Marja Vierros had the first idea for developing the digital methods to ease the linguistic study of Greek papyri during her PhD work. Her PhD was a qualitative analysis of bilingual features in a subset of Ptolemaic papyri, which had earlier been labelled as "bad" Greek. The Greek was not "bad". During her work it became evident that the digital corpus of papyri was an asset that could not yet truly be utilized for linguistic studies: the texts are fragmented and have not been properly annotated. 

"How was the Greek language actually used by the common people in, for example, the streets and market places of Alexandria? This question is important, as the slight changes and evolvements of language are first shown on everyday language. Historical linguistics traces the variation in language in morphology, in syntax and semantics, in order to understand how languages evolve. And this we can do only through written records that have survived until our days", explains Marja. Greek is indeed a very unique language for historical linguistics due to the fact that its written records have survived from the Bronze Age until the present day.

Documentary papyri refers to contracts, taxation documents, petitions, private and official letters and so on. Sounds boring? Not at all! This is the material that leads us closest to the everyday language the "common people" used. Marja continues: "The papyri preserve us the language as it was written by the ancient writer in contrast to the literary works which have survived through several stages of copied manuscripts and, more importantly, are works of art. The papyrus text usually had only short life in everyday activities.". Documentary papyri sound actually a very fascinating source for researchers if only they could use it properly.

Since her PhD, Marja began developing digital methods with her previous postdoctoral project (funded by the Academy of Finland), and created an online tool and database SEMATIA. SEMATIA is an online platform for creating linguistic layers from EpiDoc TEI XML documents, using different subsets of XML-encoded textual variants. It is open for everyone, and has provived very useful feedback.
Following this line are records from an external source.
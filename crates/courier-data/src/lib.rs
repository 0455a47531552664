/*
 * lib.rs
 * Copyright (c) 2025 Posit, PBC
 */

//! Loosely-typed document values for Courier.
//!
//! The entities that feed template rendering (student, course, institute
//! snapshots) arrive as arbitrary key/value records fetched from a remote
//! backend. Fields are looked up by string path, not by a fixed schema, so
//! this crate models them as a generic ordered document value rather than
//! fixed structs. A thin typed façade, if one is ever needed, belongs at the
//! boundary where real entities are known — not here.
//!
//! # Example
//!
//! ```
//! use courier_data::DataValue;
//! use serde_json::json;
//!
//! let student = DataValue::from(json!({
//!     "full_name": "Ann",
//!     "course": { "name": "Algebra" }
//! }));
//!
//! assert_eq!(student.resolve("full_name", "Student"), "Ann");
//! assert_eq!(student.resolve("course.name", "your course"), "Algebra");
//! assert_eq!(student.resolve("course.price", "N/A"), "N/A");
//! ```

pub mod value;

pub use value::DataValue;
PapyGreek continues this annotation work, and aims at transforming the whole existing digital corpus of Greek papyri into a new state so it would serve Greek and general historical linguistics better. "My hypothesis is that we can gain significantly more precise information on the developments of Greek language by studying the linguistic variation which is available in the papyrological material, if we can just adjust the existing digital corpus so that it yields to computational linguistic methods", Marja ends.